### Your goal
All lines from the opening of the data to the line containing "is built with" must be returned unchanged, and only those lines.
==== Source material
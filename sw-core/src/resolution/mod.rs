//! Sensor resolution
//!
//! Turns a logical metric plus a hardware scope into a concrete sensor:
//!
//! - `profiles` - compiled-in search profiles per metric
//! - `scorer` - per-sensor match scoring
//! - `search` - subtree walk and candidate ranking

pub mod profiles;
pub mod scorer;
pub mod search;

pub use profiles::{all_profiles, metrics, profile_for, MetricProfile, GPU_SLOTS};
pub use scorer::{score, similarity, MatchCandidate};
pub use search::{find_sensor, rank_candidates};
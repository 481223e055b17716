//! Host object store model for xmltool.
//!
//! The exporter never owns the data it exports. This crate describes what it
//! reads from the host:
//!
//! - [`SourceObject`] - a folder, object or variant in the object tree
//! - [`ClassDefinition`] / [`FieldDefinition`] - the schema of a class
//! - [`Value`] - field values, including relations
//! - [`ObjectStore`] - read access to objects, classes and languages
//!
//! [`MemoryStore`] implements [`ObjectStore`] in memory. It is built with
//! [`StoreBuilder`] or, with the `json` feature, loaded from a JSON snapshot.

mod builder;
mod error;
mod object;
mod schema;
mod store;
mod types;
mod value;

#[cfg(feature = "json")]
mod json;

pub use builder::StoreBuilder;
pub use error::{Error, Result};
pub use object::SourceObject;
pub use schema::{tags, ClassDefinition, FieldDefinition, LOCALIZED_FIELDS};
pub use store::{MemoryStore, ObjectStore};
pub use types::{ObjectId, ObjectKind};
pub use value::{FieldValue, MetadataRelation, Value};

#[cfg(feature = "json")]
pub use json::parse_date;
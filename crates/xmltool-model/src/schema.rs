//! Class schema: field definitions and class definitions.

/// Type tag of the localized field container.
///
/// A field with this tag holds nested field definitions whose values are
/// stored once per language.
pub const LOCALIZED_FIELDS: &str = "localized-fields";

/// Well-known field type tags.
///
/// Pimcore spellings are kept as aliases so snapshots taken from a Pimcore
/// class export can be used unchanged.
pub mod tags {
    pub const INPUT: &str = "input";
    pub const IMAGE: &str = "image";
    pub const SELECT: &str = "select";
    pub const TEXTAREA: &str = "textarea";
    pub const WYSIWYG: &str = "wysiwyg";
    pub const RGBA_COLOR: &str = "rgba-color";
    pub const COLOR: &str = "color";
    pub const NUMERIC: &str = "numeric";
    pub const DATE: &str = "date";
    pub const DATETIME: &str = "datetime";
    pub const RELATION: &str = "many-to-many-relation";
    pub const METADATA_RELATION: &str = "advanced-many-to-many-relation";
    pub const LOCALIZED_FIELDS: &str = super::LOCALIZED_FIELDS;

    /// Legacy alias of [`RELATION`].
    pub const OBJECTS: &str = "objects";
    /// Legacy alias of [`METADATA_RELATION`].
    pub const OBJECTS_METADATA: &str = "objects-metadata";

    pub const PIMCORE_RGBA_COLOR: &str = "rgbaColor";
    pub const PIMCORE_RELATION: &str = "manyToManyObjectRelation";
    pub const PIMCORE_METADATA_RELATION: &str = "advancedManyToManyObjectRelation";
    pub const PIMCORE_OBJECTS_METADATA: &str = "objectsMetadata";
    pub const PIMCORE_LOCALIZED_FIELDS: &str = "localizedfields";

    /// Check if `tag` names an object relation (any spelling).
    pub fn is_relation(tag: &str) -> bool {
        matches!(tag, RELATION | OBJECTS | PIMCORE_RELATION)
    }

    /// Check if `tag` names a relation with metadata (any spelling).
    pub fn is_metadata_relation(tag: &str) -> bool {
        matches!(
            tag,
            METADATA_RELATION | OBJECTS_METADATA | PIMCORE_METADATA_RELATION | PIMCORE_OBJECTS_METADATA
        )
    }

    /// Check if `tag` names a date type.
    pub fn is_date(tag: &str) -> bool {
        matches!(tag, DATE | DATETIME)
    }

    /// Check if `tag` names the localized field container (any spelling).
    pub fn is_localized(tag: &str) -> bool {
        matches!(tag, LOCALIZED_FIELDS | PIMCORE_LOCALIZED_FIELDS)
    }
}

/// Describes one attribute of a class.
#[derive(Debug, Clone, PartialEq, Eq)]
pub struct FieldDefinition {
    /// Field name, used as the value key and the XML element name.
    pub name: String,
    /// Field type tag, e.g. `input`, `date`, `many-to-many-relation`.
    pub field_type: String,
    /// Nested definitions (only for localized field containers).
    pub children: Vec<FieldDefinition>,
}

impl FieldDefinition {
    /// Create a leaf field definition.
    pub fn new(name: impl Into<String>, field_type: impl Into<String>) -> Self {
        Self {
            name: name.into(),
            field_type: field_type.into(),
            children: Vec::new(),
        }
    }

    /// Create a localized field container holding `children`.
    pub fn localized(name: impl Into<String>, children: impl IntoIterator<Item = FieldDefinition>) -> Self {
        Self {
            name: name.into(),
            field_type: LOCALIZED_FIELDS.to_string(),
            children: children.into_iter().collect(),
        }
    }

    /// Check if this definition is a localized field container.
    #[inline]
    pub fn is_localized(&self) -> bool {
        tags::is_localized(&self.field_type)
    }

    /// Find the definition for `name`, descending into localized containers.
    ///
    /// Returns the definition and whether it was found inside a localized container.
    pub fn find<'a>(fields: &'a [FieldDefinition], name: &str) -> Option<(&'a FieldDefinition, bool)> {
        for field in fields {
            if field.name == name && !field.is_localized() {
                return Some((field, false));
            }
            if field.is_localized() {
                if let Some((inner, _)) = Self::find(&field.children, name) {
                    return Some((inner, true));
                }
            }
        }
        None
    }
}

/// A class: a name and its ordered field definitions.
#[derive(Debug, Clone, PartialEq, Eq)]
pub struct ClassDefinition {
    /// Class name.
    pub name: String,
    /// Field definitions in schema order.
    pub fields: Vec<FieldDefinition>,
}

impl ClassDefinition {
    /// Create a class without fields.
    pub fn new(name: impl Into<String>) -> Self {
        Self {
            name: name.into(),
            fields: Vec::new(),
        }
    }

    /// Append a field definition.
    pub fn field(mut self, field: FieldDefinition) -> Self {
        self.fields.push(field);
        self
    }

    /// Find a field by name, looking inside localized containers as well.
    pub fn find_field(&self, name: &str) -> Option<(&FieldDefinition, bool)> {
        FieldDefinition::find(&self.fields, name)
    }
}
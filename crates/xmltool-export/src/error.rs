//! Error types for exports.

use thiserror::Error;
use xmltool_model::ObjectId;
use xmltool_xml::{Document, Element};

/// Errors that abort an export.
#[derive(Debug, Error)]
pub enum Error {
    /// No object at the requested path or id.
    #[error("object not found: {0}")]
    ObjectNotFound(String),

    /// An object references a class the store does not define.
    #[error("class '{class}' of object {object} not found")]
    ClassNotFound { object: ObjectId, class: String },

    /// The post-processing step failed.
    #[error("post-processing failed: {0}")]
    PostProcess(String),

    /// XML serialization error.
    #[error("{0}")]
    Xml(#[from] xmltool_xml::Error),

    /// I/O error.
    #[error("I/O error: {0}")]
    Io(#[from] std::io::Error),
}

impl Error {
    /// Status code reported to callers: 404 for a missing root, 500 otherwise.
    pub fn code(&self) -> u16 {
        match self {
            Error::ObjectNotFound(_) => 404,
            _ => 500,
        }
    }

    /// Render the error as `<error><message/><code/></error>`.
    pub fn to_document(&self) -> Document {
        Document::new(
            Element::new("error")
                .child(Element::new("message").text(self.to_string()))
                .child(Element::new("code").text(self.code().to_string())),
        )
    }
}

/// Result type for export operations.
pub type Result<T> = std::result::Result<T, Error>;
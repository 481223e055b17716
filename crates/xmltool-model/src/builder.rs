//! Builder for in-memory object stores.
//!
//! # Example
//!
//! ```
//! use xmltool_model::{ClassDefinition, FieldDefinition, ObjectStore, StoreBuilder, Value};
//!
//! let mut builder = StoreBuilder::new();
//! builder.add_class(
//!     ClassDefinition::new("Article").field(FieldDefinition::new("title", "input")),
//! );
//!
//! let root = builder.add_root();
//! let article = builder.add_object(root, "hello", "Article");
//! builder.set(article, "title", Value::from("Hello"));
//!
//! let store = builder.build()?;
//! assert_eq!(store.object_by_path("/hello").unwrap().id, article);
//! # Ok::<(), xmltool_model::Error>(())
//! ```

use rustc_hash::FxHashSet;

use crate::{ClassDefinition, Error, MemoryStore, ObjectId, ObjectKind, Result, SourceObject, Value};

/// An object being built, before linking.
#[derive(Debug, Clone)]
struct ObjectDef {
    id: ObjectId,
    parent: Option<ObjectId>,
    kind: ObjectKind,
    key: String,
    class: Option<String>,
}

/// A pending value assignment.
#[derive(Debug, Clone)]
struct ValueDef {
    id: ObjectId,
    field: String,
    language: Option<String>,
    value: Value,
}

/// Builder for [`MemoryStore`].
///
/// Objects are linked to their parents in insertion order when [`build`](Self::build)
/// is called, so sibling order is the order of the `add_*` calls. All
/// validation happens in `build`.
#[derive(Debug, Default)]
pub struct StoreBuilder {
    classes: Vec<ClassDefinition>,
    languages: Vec<String>,
    objects: Vec<ObjectDef>,
    values: Vec<ValueDef>,
    next_id: ObjectId,
}

impl StoreBuilder {
    /// Create an empty builder. Generated ids start at 1.
    pub fn new() -> Self {
        Self {
            next_id: 1,
            ..Default::default()
        }
    }

    /// Add a valid language for localized fields.
    pub fn language(&mut self, code: impl Into<String>) -> &mut Self {
        self.languages.push(code.into());
        self
    }

    /// Add a class definition.
    pub fn add_class(&mut self, class: ClassDefinition) -> &mut Self {
        self.classes.push(class);
        self
    }

    /// Add the root folder (empty key, path `/`).
    pub fn add_root(&mut self) -> ObjectId {
        let id = self.next_id;
        self.insert(id, None, ObjectKind::Folder, "", None)
    }

    /// Add a folder below `parent`.
    pub fn add_folder(&mut self, parent: ObjectId, key: impl Into<String>) -> ObjectId {
        let id = self.next_id;
        self.insert(id, Some(parent), ObjectKind::Folder, key, None)
    }

    /// Add an object of `class` below `parent`.
    pub fn add_object(&mut self, parent: ObjectId, key: impl Into<String>, class: impl Into<String>) -> ObjectId {
        let id = self.next_id;
        self.insert(id, Some(parent), ObjectKind::Object, key, Some(class.into()))
    }

    /// Add a variant below `parent`. The variant inherits the parent's class.
    pub fn add_variant(&mut self, parent: ObjectId, key: impl Into<String>) -> ObjectId {
        let id = self.next_id;
        self.insert(id, Some(parent), ObjectKind::Variant, key, None)
    }

    /// Add an object with an explicit id.
    ///
    /// Subsequent generated ids continue after the largest id seen so far.
    pub fn insert(
        &mut self,
        id: ObjectId,
        parent: Option<ObjectId>,
        kind: ObjectKind,
        key: impl Into<String>,
        class: Option<String>,
    ) -> ObjectId {
        self.objects.push(ObjectDef {
            id,
            parent,
            kind,
            key: key.into(),
            class,
        });
        self.next_id = self.next_id.max(id + 1);
        id
    }

    /// Set a plain field value.
    pub fn set(&mut self, id: ObjectId, field: impl Into<String>, value: Value) -> &mut Self {
        self.values.push(ValueDef {
            id,
            field: field.into(),
            language: None,
            value,
        });
        self
    }

    /// Set a localized field value for one language.
    pub fn set_localized(
        &mut self,
        id: ObjectId,
        field: impl Into<String>,
        language: impl Into<String>,
        value: Value,
    ) -> &mut Self {
        self.values.push(ValueDef {
            id,
            field: field.into(),
            language: Some(language.into()),
            value,
        });
        self
    }

    /// Validate and link everything into a [`MemoryStore`].
    pub fn build(self) -> Result<MemoryStore> {
        let mut store = MemoryStore {
            languages: self.languages,
            ..Default::default()
        };

        for class in self.classes {
            store.class_index.insert(class.name.clone(), store.classes.len());
            store.classes.push(class);
        }

        // Pass 1: register objects
        for def in &self.objects {
            if store.index.contains_key(&def.id) {
                return Err(Error::DuplicateId(def.id));
            }

            let mut object = SourceObject::new(def.id, def.kind, def.key.clone(), def.class.clone());
            object.parent = def.parent;

            match (def.parent, store.root) {
                (None, Some(first)) => {
                    return Err(Error::MultipleRoots {
                        first,
                        second: def.id,
                    })
                }
                (None, None) => store.root = Some(def.id),
                _ => {}
            }

            store.index.insert(def.id, store.objects.len());
            store.objects.push(object);
        }

        // Pass 2: link children in insertion order
        for def in &self.objects {
            let Some(parent) = def.parent else { continue };
            let parent_index = *store
                .index
                .get(&parent)
                .ok_or(Error::UnknownParent { id: def.id, parent })?;

            let parent_object = &mut store.objects[parent_index];
            if def.kind == ObjectKind::Variant {
                parent_object.variants.push(def.id);
            } else {
                parent_object.children.push(def.id);
            }
        }

        // Pass 3: resolve and validate classes (variants inherit from their parent chain)
        for i in 0..store.objects.len() {
            if store.objects[i].kind.is_folder() {
                store.objects[i].class_name = None;
                continue;
            }

            let class = resolve_class(&store, i).ok_or(Error::MissingClass(store.objects[i].id))?;
            if !store.class_index.contains_key(&class) {
                return Err(Error::UnknownClass {
                    id: store.objects[i].id,
                    class,
                });
            }
            store.objects[i].class_name = Some(class);
        }

        // Pass 4: values
        for def in self.values {
            let index = *store.index.get(&def.id).ok_or(Error::UnknownObject(def.id))?;
            let object = &mut store.objects[index];
            match def.language {
                Some(language) => object.set_localized_value(def.field, language, def.value),
                None => object.set_value(def.field, def.value),
            }
        }

        Ok(store)
    }
}

/// Walk up the parent chain until an object with a class is found.
fn resolve_class(store: &MemoryStore, index: usize) -> Option<String> {
    let mut current = &store.objects[index];
    let mut seen = FxHashSet::default();

    loop {
        if let Some(class) = &current.class_name {
            return Some(class.clone());
        }
        if current.kind != ObjectKind::Variant || !seen.insert(current.id) {
            return None;
        }
        current = &store.objects[*store.index.get(&current.parent?)?];
    }
}

#[cfg(test)]
mod tests {
    use super::*;
    use crate::ObjectStore;

    #[test]
    fn test_variant_inherits_class() {
        let mut builder = StoreBuilder::new();
        builder.add_class(ClassDefinition::new("Product"));
        let root = builder.add_root();
        let product = builder.add_object(root, "shirt", "Product");
        let red = builder.add_variant(product, "red");
        let small = builder.add_variant(red, "small");

        let store = builder.build().unwrap();
        assert_eq!(store.object(red).unwrap().class_name.as_deref(), Some("Product"));
        assert_eq!(store.object(small).unwrap().class_name.as_deref(), Some("Product"));
        assert_eq!(store.object(product).unwrap().variants, vec![red]);
        assert!(store.object(product).unwrap().children.is_empty());
    }

    #[test]
    fn test_unknown_class() {
        let mut builder = StoreBuilder::new();
        let root = builder.add_root();
        builder.add_object(root, "x", "Nope");
        assert!(matches!(builder.build(), Err(Error::UnknownClass { .. })));
    }

    #[test]
    fn test_variant_below_folder() {
        let mut builder = StoreBuilder::new();
        let root = builder.add_root();
        builder.add_variant(root, "orphan");
        assert!(matches!(builder.build(), Err(Error::MissingClass(2))));
    }

    #[test]
    fn test_unknown_parent() {
        let mut builder = StoreBuilder::new();
        builder.add_root();
        builder.add_folder(99, "lost");
        assert!(matches!(builder.build(), Err(Error::UnknownParent { id: 2, parent: 99 })));
    }

    #[test]
    fn test_duplicate_and_roots() {
        let mut builder = StoreBuilder::new();
        builder.insert(5, None, ObjectKind::Folder, "", None);
        builder.insert(5, Some(5), ObjectKind::Folder, "a", None);
        assert!(matches!(builder.build(), Err(Error::DuplicateId(5))));

        let mut builder = StoreBuilder::new();
        builder.add_root();
        builder.add_root();
        assert!(matches!(builder.build(), Err(Error::MultipleRoots { first: 1, second: 2 })));
    }

    #[test]
    fn test_explicit_ids_advance_counter() {
        let mut builder = StoreBuilder::new();
        builder.insert(10, None, ObjectKind::Folder, "", None);
        let next = builder.add_folder(10, "a");
        assert_eq!(next, 11);
    }

    #[test]
    fn test_value_on_unknown_object() {
        let mut builder = StoreBuilder::new();
        builder.add_root();
        builder.set(42, "title", Value::from("x"));
        assert!(matches!(builder.build(), Err(Error::UnknownObject(42))));
    }
}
========
### Result of this exercise
filename sw-core/src/resolution/mod.rs
//! Sensor resolution
//!
//! Turns a logical metric plus a hardware scope into a concrete sensor:
//!
//! - `profiles` - compiled-in search profiles per metric
//! - `scorer` - per-sensor match scoring
//! - `search` - subtree walk and candidate ranking

pub mod profiles;
pub mod scorer;
pub mod search;

pub use profiles::{all_profiles, metrics, profile_for, MetricProfile, GPU_SLOTS};
pub use scorer::{score, similarity, MatchCandidate};
pub use search::{find_sensor, rank_candidates};
repository 481223e055b17716
//! Host object store model for xmltool.
//!
//! The exporter never owns the data it exports. This crate describes what it
//! reads from the host:
//!
//! - [`SourceObject`] - a folder, object or variant in the object tree
//! - [`ClassDefinition`] / [`FieldDefinition`] - the schema of a class
//! - [`Value`] - field values, including relations
//! - [`ObjectStore`] - read access to objects, classes and languages
//!
//! [`MemoryStore`] implements [`ObjectStore`] in memory. It is built with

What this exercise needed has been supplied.